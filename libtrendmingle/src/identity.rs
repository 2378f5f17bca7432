//! Identity collaborator
//!
//! The core only needs to know whether a user is present and to be able to
//! end the session.

use async_trait::async_trait;
use serde::{Deserialize, Serialize};
use std::sync::{Arc, PoisonError, RwLock};

use crate::error::{MingleError, Result};

#[derive(Debug, Clone, PartialEq, Eq, Serialize, Deserialize)]
pub struct User {
    pub id: String,
    pub email: String,
}

#[async_trait]
pub trait Identity: Send + Sync {
    fn current_user(&self) -> Option<User>;

    async fn sign_out(&self) -> Result<()>;

    /// The signed-in user, or `Unauthenticated`.
    fn require_user(&self) -> Result<User> {
        self.current_user().ok_or(MingleError::Unauthenticated)
    }
}

/// Session held in memory; signing out forgets the user.
#[derive(Debug, Clone, Default)]
pub struct StaticIdentity {
    user: Arc<RwLock<Option<User>>>,
}

impl StaticIdentity {
    pub fn signed_in(id: impl Into<String>, email: impl Into<String>) -> Self {
        Self {
            user: Arc::new(RwLock::new(Some(User {
                id: id.into(),
                email: email.into(),
            }))),
        }
    }

    pub fn anonymous() -> Self {
        Self::default()
    }

    pub fn sign_in(&self, user: User) {
        *self.user.write().unwrap_or_else(PoisonError::into_inner) = Some(user);
    }
}

#[async_trait]
impl Identity for StaticIdentity {
    fn current_user(&self) -> Option<User> {
        self.user
            .read()
            .unwrap_or_else(PoisonError::into_inner)
            .clone()
    }

    async fn sign_out(&self) -> Result<()> {
        let previous = self
            .user
            .write()
            .unwrap_or_else(PoisonError::into_inner)
            .take();
        if let Some(user) = previous {
            tracing::info!(user_id = %user.id, "Signed out");
        }
        Ok(())
    }
}
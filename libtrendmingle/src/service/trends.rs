//! Trend board service
//!
//! Anyone may read the board; writing and liking need a signed-in user.

use chrono::Utc;
use std::sync::Arc;
use uuid::Uuid;

use crate::error::{MingleError, Result};
use crate::identity::Identity;
use crate::store::{NewTrend, RemoteStore, Trend, TrendUpdate};

#[derive(Clone)]
pub struct TrendService {
    store: Arc<dyn RemoteStore>,
    identity: Arc<dyn Identity>,
}

impl TrendService {
    pub fn new(store: Arc<dyn RemoteStore>, identity: Arc<dyn Identity>) -> Self {
        Self { store, identity }
    }

    /// Newest first.
    pub async fn list(&self) -> Result<Vec<Trend>> {
        self.store.list_trends().await
    }

    pub async fn get(&self, id: &str) -> Result<Trend> {
        self.store
            .get_trend(id)
            .await?
            .ok_or_else(|| MingleError::not_found("Trend", id))
    }

    pub async fn create(&self, new: NewTrend) -> Result<Trend> {
        let user = self.identity.require_user()?;
        validate_title(&new.title)?;

        let now = Utc::now();
        let trend = Trend {
            id: Uuid::new_v4().to_string(),
            title: new.title.trim().to_string(),
            description: new.description,
            category: new.category,
            created_by: user.id,
            created_at: now,
            updated_at: now,
            likes: 0,
            tags: new.tags,
        };
        self.store.save_trend(&trend).await?;
        tracing::info!(trend_id = %trend.id, "Trend created");
        Ok(trend)
    }

    pub async fn update(&self, id: &str, update: TrendUpdate) -> Result<Trend> {
        self.identity.require_user()?;
        if let Some(title) = &update.title {
            validate_title(title)?;
        }

        let mut trend = self.get(id).await?;
        trend.apply(update, Utc::now());
        self.store.save_trend(&trend).await?;
        // The store owns the like count.
        self.get(id).await
    }

    pub async fn delete(&self, id: &str) -> Result<()> {
        self.identity.require_user()?;
        if !self.store.delete_trend(id).await? {
            return Err(MingleError::not_found("Trend", id));
        }
        tracing::info!(trend_id = %id, "Trend deleted");
        Ok(())
    }

    /// Add one like and return the new total.
    pub async fn like(&self, id: &str) -> Result<i64> {
        self.identity.require_user()?;
        self.store.like_trend(id).await
    }
}

fn validate_title(title: &str) -> Result<()> {
    if title.trim().is_empty() {
        return Err(MingleError::Validation(
            "Trend title cannot be empty".to_string(),
        ));
    }
    Ok(())
}
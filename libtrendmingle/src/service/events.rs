//! Event system for dashboard updates
//!
//! This module provides an in-process event bus that tells subscribers
//! (a UI, a log sink, a push bridge) what changed without blocking the
//! operation that changed it.
//!
//! # Architecture
//!
//! The event bus uses `tokio::sync::broadcast` for multi-subscriber support.
//! If no subscribers exist, events are dropped immediately. Subscribers can
//! lag without blocking emitters.
//!
//! # Example
//!
//! ```no_run
//! use libtrendmingle::service::events::{EventBus, Event};
//! use libtrendmingle::types::{Platform, PostStatus};
//!
//! # async fn example() {
//! let event_bus = EventBus::new(100);
//! let mut receiver = event_bus.subscribe();
//!
//! event_bus.emit(Event::PostScheduled {
//!     post_id: "abc123".to_string(),
//!     platform: Platform::Instagram,
//! });
//!
//! if let Ok(event) = receiver.recv().await {
//!     println!("Received: {:?}", event);
//! }
//! # }
//! ```

use chrono::NaiveDateTime;
use serde::{Deserialize, Serialize};
use tokio::sync::broadcast;

use crate::accounts::{ConnectionState, SyncOperation};
use crate::suggestions::SuggestionCategory;
use crate::types::{Platform, PostStatus};

/// Event receiver type alias
pub type EventReceiver = broadcast::Receiver<Event>;

/// Event bus for distributing state-change events
#[derive(Clone)]
pub struct EventBus {
    sender: broadcast::Sender<Event>,
}

impl EventBus {
    /// Create a new event bus with the specified capacity
    ///
    /// The capacity determines how many events can be buffered per subscriber
    /// before older events are dropped (if the subscriber is lagging).
    pub fn new(capacity: usize) -> Self {
        let (sender, _) = broadcast::channel(capacity);
        Self { sender }
    }

    /// Subscribe to events emitted after this call.
    pub fn subscribe(&self) -> EventReceiver {
        self.sender.subscribe()
    }

    /// Emit an event to all subscribers
    ///
    /// Non-blocking. Lagging subscribers lose the oldest events first.
    pub fn emit(&self, event: Event) {
        // send() only fails when nobody is listening
        let _ = self.sender.send(event);
    }

    pub fn subscriber_count(&self) -> usize {
        self.sender.receiver_count()
    }
}

impl Default for EventBus {
    fn default() -> Self {
        Self::new(100)
    }
}

/// Events emitted by services after a change is committed
#[derive(Debug, Clone, PartialEq, Eq, Serialize, Deserialize)]
#[serde(tag = "type", rename_all = "snake_case")]
pub enum Event {
    PostCreated {
        post_id: String,
        platform: Platform,
        status: PostStatus,
        scheduled_at: NaiveDateTime,
    },

    /// A post moved to `scheduled`
    PostScheduled { post_id: String, platform: Platform },

    PostPublished {
        post_id: String,
        platform: Platform,
        engagement: u64,
    },

    /// Title, time or status changed in a way not covered above
    PostUpdated { post_id: String, status: PostStatus },

    PostDeleted { post_id: String },

    AccountStateChanged {
        platform: Platform,
        state: ConnectionState,
        last_synced_at: Option<NaiveDateTime>,
    },

    /// A connect or sync was rejected; the account has been rolled back
    AccountOperationFailed {
        platform: Platform,
        operation: SyncOperation,
        error: String,
    },

    SuggestionRegenerated {
        category: SuggestionCategory,
        content: String,
    },
}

Problem: Repeat exactly the lines of the data from the first one through the line with "async fn sign_out(&self) -> Result<()>;", both of them included.

Problem solution:
filename libtrendmingle/src/identity.rs
repository 2378f5f17bca7432
//! Identity collaborator
//!
//! The core only needs to know whether a user is present and to be able to
//! end the session.

use async_trait::async_trait;
use serde::{Deserialize, Serialize};
use std::sync::{Arc, PoisonError, RwLock};

use crate::error::{MingleError, Result};

#[derive(Debug, Clone, PartialEq, Eq, Serialize, Deserialize)]
pub struct User {
    pub id: String,
    pub email: String,
}

#[async_trait]
pub trait Identity: Send + Sync {
    fn current_user(&self) -> Option<User>;

    async fn sign_out(&self) -> Result<()>;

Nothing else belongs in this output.